__DESCRIPTION OF THE TASK__
Every line containing "usize" should be identified and copied from the data below.

__Saved entries__
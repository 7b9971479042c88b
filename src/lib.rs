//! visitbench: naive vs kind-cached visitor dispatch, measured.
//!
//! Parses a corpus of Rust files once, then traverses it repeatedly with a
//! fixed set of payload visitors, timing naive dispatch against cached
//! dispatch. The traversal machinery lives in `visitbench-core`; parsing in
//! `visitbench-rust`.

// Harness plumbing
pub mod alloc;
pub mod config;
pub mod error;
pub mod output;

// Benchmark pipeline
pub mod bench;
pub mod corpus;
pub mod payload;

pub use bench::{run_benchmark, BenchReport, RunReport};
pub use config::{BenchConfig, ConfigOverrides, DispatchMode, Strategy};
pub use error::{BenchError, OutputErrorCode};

==

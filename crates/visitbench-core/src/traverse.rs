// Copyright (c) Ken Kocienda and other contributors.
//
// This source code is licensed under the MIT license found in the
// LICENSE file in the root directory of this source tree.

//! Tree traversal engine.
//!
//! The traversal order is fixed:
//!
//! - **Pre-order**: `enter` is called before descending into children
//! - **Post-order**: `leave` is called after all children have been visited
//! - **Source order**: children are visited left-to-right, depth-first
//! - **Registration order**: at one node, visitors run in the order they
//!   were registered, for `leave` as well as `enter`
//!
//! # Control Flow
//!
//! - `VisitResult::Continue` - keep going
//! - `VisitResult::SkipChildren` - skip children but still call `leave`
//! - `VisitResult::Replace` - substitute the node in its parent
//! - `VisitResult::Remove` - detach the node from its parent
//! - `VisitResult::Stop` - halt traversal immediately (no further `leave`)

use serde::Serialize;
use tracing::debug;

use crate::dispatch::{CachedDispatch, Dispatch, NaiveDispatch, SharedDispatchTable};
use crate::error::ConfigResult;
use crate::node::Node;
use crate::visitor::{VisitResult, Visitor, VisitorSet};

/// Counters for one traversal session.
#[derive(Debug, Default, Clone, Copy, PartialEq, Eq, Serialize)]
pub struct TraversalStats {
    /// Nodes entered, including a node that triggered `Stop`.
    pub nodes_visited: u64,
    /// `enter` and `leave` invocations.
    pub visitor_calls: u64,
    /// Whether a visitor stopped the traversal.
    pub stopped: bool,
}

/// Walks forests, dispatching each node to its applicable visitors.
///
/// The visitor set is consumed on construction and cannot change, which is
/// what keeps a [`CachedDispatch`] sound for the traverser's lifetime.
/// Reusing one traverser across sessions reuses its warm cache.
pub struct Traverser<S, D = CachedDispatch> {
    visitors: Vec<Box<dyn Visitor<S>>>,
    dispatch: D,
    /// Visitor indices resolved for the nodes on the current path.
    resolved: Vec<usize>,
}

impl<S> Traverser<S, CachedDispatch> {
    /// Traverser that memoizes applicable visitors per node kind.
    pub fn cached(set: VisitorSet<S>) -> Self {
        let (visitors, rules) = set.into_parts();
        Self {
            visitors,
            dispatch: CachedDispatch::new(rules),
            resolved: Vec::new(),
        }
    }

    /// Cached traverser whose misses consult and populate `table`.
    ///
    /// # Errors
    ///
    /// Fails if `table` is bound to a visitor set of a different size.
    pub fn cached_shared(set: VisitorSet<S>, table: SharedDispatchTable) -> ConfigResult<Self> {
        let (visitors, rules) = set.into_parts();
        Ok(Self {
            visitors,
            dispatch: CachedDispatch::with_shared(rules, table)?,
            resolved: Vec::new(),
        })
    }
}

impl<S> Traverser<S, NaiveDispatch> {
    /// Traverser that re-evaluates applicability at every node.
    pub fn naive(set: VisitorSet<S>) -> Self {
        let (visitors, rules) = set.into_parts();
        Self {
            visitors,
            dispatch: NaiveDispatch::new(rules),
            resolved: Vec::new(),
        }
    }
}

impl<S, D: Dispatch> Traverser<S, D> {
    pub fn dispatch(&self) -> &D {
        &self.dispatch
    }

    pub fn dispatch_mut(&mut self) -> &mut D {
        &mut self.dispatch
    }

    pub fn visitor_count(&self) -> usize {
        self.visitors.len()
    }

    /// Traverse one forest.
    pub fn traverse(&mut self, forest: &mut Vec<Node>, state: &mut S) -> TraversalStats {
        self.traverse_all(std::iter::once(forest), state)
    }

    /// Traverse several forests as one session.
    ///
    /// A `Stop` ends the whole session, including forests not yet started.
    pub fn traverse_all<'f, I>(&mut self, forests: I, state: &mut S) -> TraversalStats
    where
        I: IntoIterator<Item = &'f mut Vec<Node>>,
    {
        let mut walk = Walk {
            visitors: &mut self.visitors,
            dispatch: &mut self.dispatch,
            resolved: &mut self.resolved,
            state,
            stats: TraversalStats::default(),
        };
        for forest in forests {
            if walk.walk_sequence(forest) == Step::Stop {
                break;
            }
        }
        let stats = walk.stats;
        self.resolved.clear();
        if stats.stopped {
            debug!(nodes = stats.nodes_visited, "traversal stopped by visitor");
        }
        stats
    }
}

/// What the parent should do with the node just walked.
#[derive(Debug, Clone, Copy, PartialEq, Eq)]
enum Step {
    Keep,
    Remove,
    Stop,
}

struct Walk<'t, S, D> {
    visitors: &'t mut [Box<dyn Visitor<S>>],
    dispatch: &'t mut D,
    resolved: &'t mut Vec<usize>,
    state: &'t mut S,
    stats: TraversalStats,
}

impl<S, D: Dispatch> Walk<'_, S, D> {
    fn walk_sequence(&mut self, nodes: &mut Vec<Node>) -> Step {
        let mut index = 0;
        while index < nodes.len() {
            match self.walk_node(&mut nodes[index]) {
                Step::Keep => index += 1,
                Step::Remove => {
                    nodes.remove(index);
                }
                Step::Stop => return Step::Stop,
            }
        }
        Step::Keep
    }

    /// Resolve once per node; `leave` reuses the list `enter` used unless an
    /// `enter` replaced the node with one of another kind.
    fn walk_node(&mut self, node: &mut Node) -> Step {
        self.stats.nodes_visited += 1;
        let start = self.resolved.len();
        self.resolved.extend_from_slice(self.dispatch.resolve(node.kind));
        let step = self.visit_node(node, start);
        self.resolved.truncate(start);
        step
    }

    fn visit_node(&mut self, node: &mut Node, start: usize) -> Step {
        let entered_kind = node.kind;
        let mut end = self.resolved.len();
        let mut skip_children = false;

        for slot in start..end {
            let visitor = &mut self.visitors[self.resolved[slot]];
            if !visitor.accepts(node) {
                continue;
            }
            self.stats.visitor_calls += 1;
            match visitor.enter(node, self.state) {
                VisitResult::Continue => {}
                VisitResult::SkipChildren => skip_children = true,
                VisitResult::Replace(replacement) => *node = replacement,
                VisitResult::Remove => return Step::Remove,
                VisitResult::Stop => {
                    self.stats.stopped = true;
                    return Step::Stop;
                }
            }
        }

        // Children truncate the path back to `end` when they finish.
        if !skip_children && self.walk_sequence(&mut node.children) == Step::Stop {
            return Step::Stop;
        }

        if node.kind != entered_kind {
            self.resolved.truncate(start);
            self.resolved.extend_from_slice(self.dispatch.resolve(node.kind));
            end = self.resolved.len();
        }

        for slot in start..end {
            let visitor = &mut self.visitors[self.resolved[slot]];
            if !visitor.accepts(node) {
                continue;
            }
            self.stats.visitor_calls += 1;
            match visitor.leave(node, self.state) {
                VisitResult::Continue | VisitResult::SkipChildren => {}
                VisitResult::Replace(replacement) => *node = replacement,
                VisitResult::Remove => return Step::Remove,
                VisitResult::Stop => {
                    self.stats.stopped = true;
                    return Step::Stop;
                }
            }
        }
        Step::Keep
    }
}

---

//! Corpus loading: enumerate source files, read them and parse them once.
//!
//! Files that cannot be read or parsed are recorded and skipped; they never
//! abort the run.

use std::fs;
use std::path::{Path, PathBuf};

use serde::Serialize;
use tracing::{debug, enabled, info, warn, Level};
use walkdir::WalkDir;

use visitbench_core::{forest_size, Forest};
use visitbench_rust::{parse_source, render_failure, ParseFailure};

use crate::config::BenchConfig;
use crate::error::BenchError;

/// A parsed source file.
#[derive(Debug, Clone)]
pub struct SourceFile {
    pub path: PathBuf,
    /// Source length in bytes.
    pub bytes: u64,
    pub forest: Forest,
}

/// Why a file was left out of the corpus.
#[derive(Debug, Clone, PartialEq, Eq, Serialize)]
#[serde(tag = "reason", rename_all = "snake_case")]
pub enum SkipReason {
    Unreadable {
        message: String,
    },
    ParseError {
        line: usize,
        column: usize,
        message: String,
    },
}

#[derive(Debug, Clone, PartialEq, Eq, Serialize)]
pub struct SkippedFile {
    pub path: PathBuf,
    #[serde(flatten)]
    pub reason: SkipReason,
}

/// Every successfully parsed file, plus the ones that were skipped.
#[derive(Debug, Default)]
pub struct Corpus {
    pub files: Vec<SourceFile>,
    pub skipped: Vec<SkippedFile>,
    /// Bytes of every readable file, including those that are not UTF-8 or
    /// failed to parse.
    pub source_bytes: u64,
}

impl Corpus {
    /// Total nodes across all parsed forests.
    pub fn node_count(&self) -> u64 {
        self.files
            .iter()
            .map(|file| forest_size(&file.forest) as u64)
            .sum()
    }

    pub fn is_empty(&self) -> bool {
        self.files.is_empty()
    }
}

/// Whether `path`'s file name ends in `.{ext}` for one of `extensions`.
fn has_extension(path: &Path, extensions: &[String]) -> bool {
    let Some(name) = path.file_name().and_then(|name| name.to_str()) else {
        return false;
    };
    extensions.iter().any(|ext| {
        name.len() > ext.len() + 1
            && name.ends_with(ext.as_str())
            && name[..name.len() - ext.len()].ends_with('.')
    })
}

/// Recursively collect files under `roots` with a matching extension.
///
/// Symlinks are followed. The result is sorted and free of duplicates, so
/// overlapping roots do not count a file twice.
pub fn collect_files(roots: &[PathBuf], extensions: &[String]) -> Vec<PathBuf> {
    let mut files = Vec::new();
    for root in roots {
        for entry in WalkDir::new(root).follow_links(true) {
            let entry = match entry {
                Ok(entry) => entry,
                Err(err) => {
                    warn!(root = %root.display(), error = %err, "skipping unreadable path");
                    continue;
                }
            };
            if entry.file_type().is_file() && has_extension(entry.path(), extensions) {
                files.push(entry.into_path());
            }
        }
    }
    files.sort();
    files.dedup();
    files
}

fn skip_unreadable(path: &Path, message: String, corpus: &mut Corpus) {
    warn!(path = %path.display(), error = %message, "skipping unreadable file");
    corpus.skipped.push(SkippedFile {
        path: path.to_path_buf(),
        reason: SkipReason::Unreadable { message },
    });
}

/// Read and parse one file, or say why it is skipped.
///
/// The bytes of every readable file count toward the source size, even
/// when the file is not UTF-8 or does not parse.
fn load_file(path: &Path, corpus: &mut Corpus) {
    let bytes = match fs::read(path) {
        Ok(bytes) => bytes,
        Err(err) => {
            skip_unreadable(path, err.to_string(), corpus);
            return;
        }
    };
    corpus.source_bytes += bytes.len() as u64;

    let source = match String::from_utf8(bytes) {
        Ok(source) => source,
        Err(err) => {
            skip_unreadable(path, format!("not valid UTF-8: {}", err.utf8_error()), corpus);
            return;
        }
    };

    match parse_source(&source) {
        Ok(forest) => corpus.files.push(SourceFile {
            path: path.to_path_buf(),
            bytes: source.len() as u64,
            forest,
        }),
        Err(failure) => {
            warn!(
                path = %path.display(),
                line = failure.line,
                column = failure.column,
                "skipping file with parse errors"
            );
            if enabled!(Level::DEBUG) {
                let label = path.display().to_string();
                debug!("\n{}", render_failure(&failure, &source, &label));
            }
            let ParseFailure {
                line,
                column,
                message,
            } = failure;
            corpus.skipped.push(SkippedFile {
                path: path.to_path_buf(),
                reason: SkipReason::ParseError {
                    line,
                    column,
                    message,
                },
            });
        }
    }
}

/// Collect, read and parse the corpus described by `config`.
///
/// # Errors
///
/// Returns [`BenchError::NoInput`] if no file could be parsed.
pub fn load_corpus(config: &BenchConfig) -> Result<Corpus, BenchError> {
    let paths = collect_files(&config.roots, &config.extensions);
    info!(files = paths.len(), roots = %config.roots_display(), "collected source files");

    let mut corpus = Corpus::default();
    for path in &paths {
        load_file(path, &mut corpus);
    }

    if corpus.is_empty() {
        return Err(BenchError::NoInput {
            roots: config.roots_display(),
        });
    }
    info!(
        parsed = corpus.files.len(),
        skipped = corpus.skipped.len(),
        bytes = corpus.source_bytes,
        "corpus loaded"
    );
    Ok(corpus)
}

__TASK SOLUTION__
    resolved: Vec<usize>,
    pub fn visitor_count(&self) -> usize {
    resolved: &'t mut Vec<usize>,
    fn visit_node(&mut self, node: &mut Node, start: usize) -> Step {
        line: usize,
        column: usize,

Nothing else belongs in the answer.